:: Extracted information ::
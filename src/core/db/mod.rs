mod detection;
mod messages;
mod state;

use std::sync::Arc;

use state::DbState;

use crate::core::cleaning::MessageRecord;
use crate::core::timestamp::{parse_timestamp, to_rfc3339};
use crate::error::StoreError;
use crate::models::DetectionBatch;

pub use detection::{Detection, DetectionRepository, DetectionUpdate, NewDetection};
pub use messages::MessageRepository;

const DETECTION_COLUMNS: &str = "id, img_name, name, confidence, xmin_coord, ymin, xmax_coord, ymax, image_path, detection_time";

/// Storage adapter and record service over the `detections` table.
///
/// Cloning shares the underlying connection.
#[derive(Debug, Clone)]
pub struct DetectionDb {
    state: Arc<DbState>,
}

#[derive(sqlx::FromRow)]
struct DetectionRow {
    id: i64,
    img_name: String,
    name: String,
    confidence: f64,
    xmin_coord: f64,
    ymin: f64,
    xmax_coord: f64,
    ymax: f64,
    image_path: Option<String>,
    detection_time: String,
}

impl TryFrom<DetectionRow> for Detection {
    type Error = StoreError;

    fn try_from(row: DetectionRow) -> Result<Self, Self::Error> {
        let detection_time =
            parse_timestamp(&row.detection_time).ok_or_else(|| StoreError::CorruptRow {
                id: row.id,
                reason: format!("unreadable detection_time {:?}", row.detection_time),
            })?;
        Ok(Detection {
            id: row.id,
            img_name: row.img_name,
            name: row.name,
            confidence: row.confidence,
            xmin: row.xmin_coord,
            ymin: row.ymin,
            xmax: row.xmax_coord,
            ymax: row.ymax,
            image_path: row.image_path,
            detection_time,
            _guard: (),
        })
    }
}

impl DetectionDb {
    /// Opens the database. Failure here is fatal for the caller.
    pub async fn connect(url: &str) -> Result<Self, StoreError> {
        Ok(Self {
            state: Arc::new(DbState::connect(url).await?),
        })
    }

    /// Connects and makes sure the schema exists.
    pub async fn open(url: &str) -> Result<Self, StoreError> {
        let db = Self::connect(url).await?;
        db.ensure_schema().await?;
        Ok(db)
    }

    /// Creates the `detections` table if it is missing. Safe to call on every start.
    pub async fn ensure_schema(&self) -> Result<(), StoreError> {
        self.state.migrate().await?;
        tracing::debug!(url = self.state.url(), "detections schema ready");
        Ok(())
    }

    /// Inserts every detection of the batch in one transaction.
    ///
    /// A row rejected by the table constraints rolls back the whole batch.
    pub async fn insert_batch(&self, batch: &DetectionBatch) -> Result<u64, StoreError> {
        let mut tx = self.state.begin().await?;
        let mut inserted = 0u64;
        for detection in &batch.detections {
            insert_detection(&mut tx, detection).await?;
            inserted += 1;
        }
        tx.commit().await?;
        tracing::info!(run_id = %batch.run_id, rows = inserted, "detection batch stored");
        Ok(inserted)
    }

    pub async fn count_detections(&self) -> Result<i64, StoreError> {
        let mut conn = self.state.conn().await?;
        let count: i64 = sqlx::query_scalar("SELECT COUNT(*) FROM detections")
            .fetch_one(&mut *conn)
            .await?;
        Ok(count)
    }

    /// Releases the connection. Later calls fail with a persistence error.
    pub async fn close(&self) {
        self.state.close().await;
    }
}

async fn insert_detection(
    conn: &mut sqlx::SqliteConnection,
    detection: &NewDetection,
) -> Result<Detection, StoreError> {
    let detection_time = detection.detection_time.map(to_rfc3339).transpose()?;
    let sql = format!(
        "INSERT INTO detections (img_name, name, confidence, xmin_coord, ymin, xmax_coord, ymax, image_path, detection_time)
        VALUES ($1, $2, $3, $4, $5, $6, $7, $8, COALESCE($9, strftime('%Y-%m-%dT%H:%M:%fZ', 'now')))
        RETURNING {DETECTION_COLUMNS}"
    );
    let row: DetectionRow = sqlx::query_as(&sql)
        .bind(&detection.img_name)
        .bind(&detection.name)
        .bind(detection.confidence)
        .bind(detection.xmin)
        .bind(detection.ymin)
        .bind(detection.xmax)
        .bind(detection.ymax)
        .bind(&detection.image_path)
        .bind(detection_time)
        .fetch_one(&mut *conn)
        .await?;
    Detection::try_from(row)
}

async fn fetch_detection(
    conn: &mut sqlx::SqliteConnection,
    id: i64,
) -> Result<Option<Detection>, StoreError> {
    let sql = format!("SELECT {DETECTION_COLUMNS} FROM detections WHERE id = $1");
    sqlx::query_as::<_, DetectionRow>(&sql)
        .bind(id)
        .fetch_optional(&mut *conn)
        .await?
        .map(Detection::try_from)
        .transpose()
}

impl DetectionRepository for DetectionDb {
    async fn add_detection(&self, detection: &NewDetection) -> Result<Detection, StoreError> {
        detection.validate()?;
        let mut conn = self.state.conn().await?;
        insert_detection(&mut conn, detection).await
    }

    async fn get_detection_by_id(&self, id: i64) -> Result<Option<Detection>, StoreError> {
        let mut conn = self.state.conn().await?;
        fetch_detection(&mut conn, id).await
    }

    async fn get_detections(&self, skip: u32, limit: u32) -> Result<Vec<Detection>, StoreError> {
        let mut conn = self.state.conn().await?;
        let sql =
            format!("SELECT {DETECTION_COLUMNS} FROM detections ORDER BY id ASC LIMIT $1 OFFSET $2");
        sqlx::query_as::<_, DetectionRow>(&sql)
            .bind(i64::from(limit))
            .bind(i64::from(skip))
            .fetch_all(&mut *conn)
            .await?
            .into_iter()
            .map(Detection::try_from)
            .collect()
    }

    async fn update_detection(
        &self,
        id: i64,
        update: &DetectionUpdate,
    ) -> Result<Option<Detection>, StoreError> {
        let mut tx = self.state.begin().await?;
        let Some(current) = fetch_detection(&mut tx, id).await? else {
            return Ok(None);
        };
        if update.is_empty() {
            return Ok(Some(current));
        }

        let updated = update.apply_to(current);
        crate::models::validate_detection(
            updated.confidence,
            updated.xmin,
            updated.ymin,
            updated.xmax,
            updated.ymax,
        )?;

        sqlx::query(
            r#"UPDATE detections SET img_name = $1, name = $2, confidence = $3, xmin_coord = $4,
            ymin = $5, xmax_coord = $6, ymax = $7, image_path = $8, detection_time = $9
            WHERE id = $10"#,
        )
        .bind(&updated.img_name)
        .bind(&updated.name)
        .bind(updated.confidence)
        .bind(updated.xmin)
        .bind(updated.ymin)
        .bind(updated.xmax)
        .bind(updated.ymax)
        .bind(&updated.image_path)
        .bind(to_rfc3339(updated.detection_time)?)
        .bind(id)
        .execute(&mut *tx)
        .await?;
        tx.commit().await?;
        Ok(Some(updated))
    }
}

impl MessageRepository for DetectionDb {
    async fn replace_messages(
        &self,
        table: &str,
        rows: &[MessageRecord],
    ) -> Result<u64, StoreError> {
        let table = messages::checked_table_name(table)?;
        let mut tx = self.state.begin().await?;

        sqlx::query(&format!("DROP TABLE IF EXISTS {table}"))
            .execute(&mut *tx)
            .await?;
        sqlx::query(&format!(
            "CREATE TABLE {table} (
                channel_title TEXT,
                channel_username TEXT,
                message_id INTEGER NOT NULL,
                text TEXT,
                date TEXT,
                media_path TEXT
            )"
        ))
        .execute(&mut *tx)
        .await?;

        let insert = format!(
            "INSERT INTO {table} (channel_title, channel_username, message_id, text, date, media_path)
            VALUES ($1, $2, $3, $4, $5, $6)"
        );
        let mut inserted = 0u64;
        for row in rows {
            sqlx::query(&insert)
                .bind(&row.channel_title)
                .bind(&row.channel_username)
                .bind(row.message_id)
                .bind(&row.text)
                .bind(&row.date)
                .bind(&row.media_path)
                .execute(&mut *tx)
                .await?;
            inserted += 1;
        }
        tx.commit().await?;
        tracing::info!(table, rows = inserted, "messages table replaced");
        Ok(inserted)
    }

    async fn get_messages(&self, table: &str) -> Result<Vec<MessageRecord>, StoreError> {
        let table = messages::checked_table_name(table)?;
        let mut conn = self.state.conn().await?;
        Ok(sqlx::query_as::<_, MessageRecord>(&format!(
            "SELECT channel_title, channel_username, message_id, text, date, media_path
            FROM {table} ORDER BY rowid ASC"
        ))
        .fetch_all(&mut *conn)
        .await?)
    }
}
:::
- _Your objective_
All lines carrying the word "struct" must be copied from the data above.

- _Task answer_
pub struct DetectionDb {
struct DetectionRow {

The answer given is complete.